Second item, one driver (class 1) has been doing it 30 years, she is on £9 an hour tramping…WHAT PLANET IS SHE ON?
bbc.co.uk/iplayer/episode/m … t-27012020
shullbit:
Second item, one driver (class 1) has been doing it 30 years, she is on £9 an hour tramping…WHAT PLANET IS SHE ON?
bbc.co.uk/iplayer/episode/m … t-27012020
That’s terrible wages shed be earning more money driving bin lorries doing less hours.
With our london waiting and cleanup pay drivers are on nearly £20 a hour at our place.
But that also shows what a good union can get for drivers.
Well pretty much a repeat of every news report on the driver shortage in the last few years, with a bit of BBC agenda added by finding a woman driver working for a woman boss and the trainer spending a good few minutes about attracting women in the industry.
We had the industry representative telling us the government should do something as they have older drivers and new drivers coming in, but very few in the middle despite years of gimmicks to get people licences. Maybe the reason for this is the industry’s inability to retain existing drivers?

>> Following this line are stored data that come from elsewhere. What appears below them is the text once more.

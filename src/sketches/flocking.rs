use glam::DVec2;

use crate::{
    Color, Result,
    clrs::{Palette, hex_to_color},
    geometry::regular_polygon,
    math::{Random, wrap},
    sketch::{Props, Settings, Sketch},
};

#[derive(Clone, Debug)]
pub struct Params {
    pub count: usize,
    /// neighbours further than this are ignored
    pub perception: f64,
    pub separation_distance: f64,
    pub max_speed: f64,
    pub max_force: f64,
    pub separation: f64,
    pub alignment: f64,
    pub cohesion: f64,
    /// triangle length, in pixels
    pub size: f64,
}

impl Default for Params {
    fn default() -> Self {
        Self {
            count: 180,
            perception: 50.,
            separation_distance: 24.,
            max_speed: 4.,
            max_force: 0.1,
            separation: 1.5,
            alignment: 1.,
            cohesion: 1.,
            size: 10.,
        }
    }
}

#[derive(Clone, Copy, Debug, PartialEq)]
pub struct Boid {
    pub position: DVec2,
    pub velocity: DVec2,
    pub color: Color,
}

pub struct Flock {
    params: Params,
    pub boids: Vec<Boid>,
    size: DVec2,
    palette: Palette,
}

impl Flock {
    pub fn new(params: Params, size: DVec2, palette: Palette, random: &mut Random) -> Self {
        let boids = (0..params.count)
            .map(|_| {
                let speed = random.range(0.5, 1.) * params.max_speed;
                Boid {
                    position: random.point_in_rect(DVec2::ZERO, size),
                    velocity: random.on_circle(speed),
                    color: palette.pick(random),
                }
            })
            .collect();

        Self {
            params,
            boids,
            size,
            palette,
        }
    }

    fn steer(&self, desired: DVec2, velocity: DVec2) -> DVec2 {
        let desired = desired.normalize_or_zero() * self.params.max_speed;
        (desired - velocity).clamp_length_max(self.params.max_force)
    }

    /// Shortest offset from `to` to `from` on the wrapping canvas.
    fn offset(&self, from: DVec2, to: DVec2) -> DVec2 {
        let d = from - to;
        let half = self.size / 2.;
        DVec2::new(wrap(d.x, -half.x, half.x), wrap(d.y, -half.y, half.y))
    }

    fn acceleration(&self, idx: usize) -> DVec2 {
        let boid = &self.boids[idx];
        let mut separation = DVec2::ZERO;
        let mut heading = DVec2::ZERO;
        let mut center = DVec2::ZERO;
        let mut neighbours = 0;

        for (other_idx, other) in self.boids.iter().enumerate() {
            if other_idx == idx {
                continue;
            }
            let away = self.offset(boid.position, other.position);
            let d = away.length();
            if d > self.params.perception {
                continue;
            }

            if d < self.params.separation_distance && d > 0. {
                // closer boids push harder
                separation += away / (d * d);
            }
            heading += other.velocity;
            // neighbour as seen across the edge
            center += boid.position - away;
            neighbours += 1;
        }

        if neighbours == 0 {
            return DVec2::ZERO;
        }

        let mut acc = DVec2::ZERO;
        if separation != DVec2::ZERO {
            acc += self.steer(separation, boid.velocity) * self.params.separation;
        }
        acc += self.steer(heading, boid.velocity) * self.params.alignment;
        let to_center = center / neighbours as f64 - boid.position;
        acc += self.steer(to_center, boid.velocity) * self.params.cohesion;
        acc
    }

    /// One simulation step, `dt` in frames.
    pub fn update(&mut self, dt: f64) {
        let accelerations: Vec<DVec2> = (0..self.boids.len()).map(|i| self.acceleration(i)).collect();

        let max_speed = self.params.max_speed;
        let size = self.size;
        for (boid, acc) in self.boids.iter_mut().zip(accelerations) {
            boid.velocity = (boid.velocity + acc * dt).clamp_length_max(max_speed);
            let p = boid.position + boid.velocity * dt;
            boid.position = DVec2::new(wrap(p.x, 0., size.x), wrap(p.y, 0., size.y));
        }
    }

    fn draw(&self, props: &mut Props) {
        let ctx = &mut *props.context;
        let triangle = regular_polygon(DVec2::ZERO, self.params.size / 2., 3, 0.);
        for boid in &self.boids {
            ctx.save();
            ctx.translate(boid.position);
            ctx.rotate(boid.velocity.to_angle());
            // stretch the nose along the heading
            ctx.scale(DVec2::new(1.4, 0.7));
            ctx.set_fill_style(boid.color);
            ctx.polygon(&triangle);
            ctx.restore();
        }
    }
}

impl Sketch for Flock {
    fn render(&mut self, props: &mut Props) {
        props.context.clear(self.palette.background());
        if props.frame > 0 {
            // velocities are tuned for 30 fps
            self.update(props.delta_time * 30.);
        }
        self.draw(props);
    }
}

pub fn settings() -> Settings {
    Settings {
        dimensions: [1080, 1080],
        animate: true,
        duration: Some(12.),
        fps: 30.,
        ..Settings::default()
    }
}

pub fn sketch(settings: &Settings, random: &mut Random) -> Result<Box<dyn Sketch>> {
    let mut colors = vec![hex_to_color("#0b0d17")?];
    colors.extend(Palette::hsl_ramp(random.range(0., 360.) as f32, 80., 4, 0.7, 0.6)?.colors());
    let palette = Palette::new(colors)?;
    let size = DVec2::new(settings.width() as f64, settings.height() as f64);
    let scale = size.min_element() / 1080.;
    let params = Params {
        perception: 50. * scale,
        separation_distance: 24. * scale,
        max_speed: 4. * scale,
        max_force: 0.1 * scale,
        size: (10. * scale).max(2.),
        ..Params::default()
    };
    Ok(Box::new(Flock::new(params, size, palette, random)))
}

#[cfg(test)]
mod tests {
    use super::*;
    use crate::sketches::{is_flat, render_small};

    fn flock(params: Params, boids: Vec<Boid>) -> Flock {
        let palette = Palette::new(vec![Color::ZERO, Color::ONE]).unwrap();
        let mut random = Random::new(0);
        let params = Params { count: 0, ..params };
        let mut flock = Flock::new(params, DVec2::splat(200.), palette, &mut random);
        flock.boids = boids;
        flock
    }

    fn boid(x: f64, y: f64, vx: f64, vy: f64) -> Boid {
        Boid {
            position: DVec2::new(x, y),
            velocity: DVec2::new(vx, vy),
            color: Color::ONE,
        }
    }

    #[test]
    fn close_boids_separate() {
        let params = Params {
            alignment: 0.,
            cohesion: 0.,
            ..Params::default()
        };
        let mut flock = flock(params, vec![boid(100., 100., 0., 0.), boid(105., 100., 0., 0.)]);
        let before = flock.boids[0].position.distance(flock.boids[1].position);
        for _ in 0..10 {
            flock.update(1.);
        }
        let after = flock.boids[0].position.distance(flock.boids[1].position);
        assert!(after > before);
    }

    #[test]
    fn headings_align() {
        let params = Params {
            separation: 0.,
            cohesion: 0.,
            ..Params::default()
        };
        let mut flock = flock(params, vec![boid(100., 100., 2., 0.), boid(130., 100., 0., 2.)]);
        let angle = |f: &Flock| f.boids[0].velocity.angle_to(f.boids[1].velocity).abs();
        let before = angle(&flock);
        for _ in 0..20 {
            flock.update(1.);
        }
        assert!(angle(&flock) < before);
    }

    #[test]
    fn neighbours_are_found_across_the_edges() {
        let params = Params {
            alignment: 0.,
            cohesion: 0.,
            ..Params::default()
        };
        let f = flock(params, vec![boid(5., 100., 0., 0.), boid(195., 100., 0., 0.)]);
        // 10 px apart through the left edge
        assert!(f.acceleration(0).x > 0.);
        assert!(f.acceleration(1).x < 0.);

        let params = Params {
            separation: 0.,
            alignment: 0.,
            ..Params::default()
        };
        let f = flock(params, vec![boid(100., 196., 0., 0.), boid(100., 30., 0., 0.)]);
        assert!(f.acceleration(0).y > 0.);
        assert!(f.acceleration(1).y < 0.);

        let f = flock(Params::default(), vec![boid(100., 100., 0., 0.), boid(100., 190., 0., 0.)]);
        assert_eq!(f.offset(DVec2::new(195., 0.), DVec2::new(5., 0.)), DVec2::new(-10., 0.));
        assert_eq!(f.acceleration(0), DVec2::ZERO);
    }

    #[test]
    fn speed_is_limited_and_positions_wrap() {
        let mut random = Random::new(4);
        let palette = Palette::new(vec![Color::ZERO, Color::ONE]).unwrap();
        let mut flock = Flock::new(Params::default(), DVec2::splat(300.), palette, &mut random);
        for _ in 0..50 {
            flock.update(1.);
        }
        for boid in &flock.boids {
            assert!(boid.velocity.length() <= Params::default().max_speed + 1e-9);
            assert!((0. ..300.).contains(&boid.position.x));
            assert!((0. ..300.).contains(&boid.position.y));
        }
    }

    #[test]
    fn renders_something() {
        let image = render_small("flocking", 3);
        assert!(!is_flat(&image));
    }
}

And the Woman driving might explain why, 70 hours a week for £9ph, she said “Youngsters don’t want the job because they can’t hack the long hours” I’d say its because they don’t have to accept doing the long hours and mostly can get better paid work.
Money isn’t everything to some people, but £9 per hour is undervaluing yourself.
Money is everything in 2020.This country is an expensive place to live.Anyone doing £9 on class 1 needs to be minted or stupid.
If there really was a driver shortage, then the wage wouldn’t be £9 an hour. Simples.
There is no driver shortage. I’m job hunting at the moment and once I got past all the agency adverts promising me the earth, there were two jobs on offer. Both adr, both offering me £10.20 per hour. Our day lads are on more than that for bog standard trunking. Needless to say I turned them both down and the adverts havent reappeared, which suggests to me that someone has taken them. More fool them.
If you’re interested, do a google search on uk hgv driver shortage. Anyone remember the empty shelves of christmas 2015?
theguardian.com/world/2015/ … ssociation
It does seem though that the reasons for lack of interest from drivers is being noticed beyond the drivers themselves.
backlinelogistics.co.uk/the-hgv … lly-exist/
The drivers ARE there, but they dont want to drive.
The industries bleating on about a ‘driver shortage’ got old ages ago.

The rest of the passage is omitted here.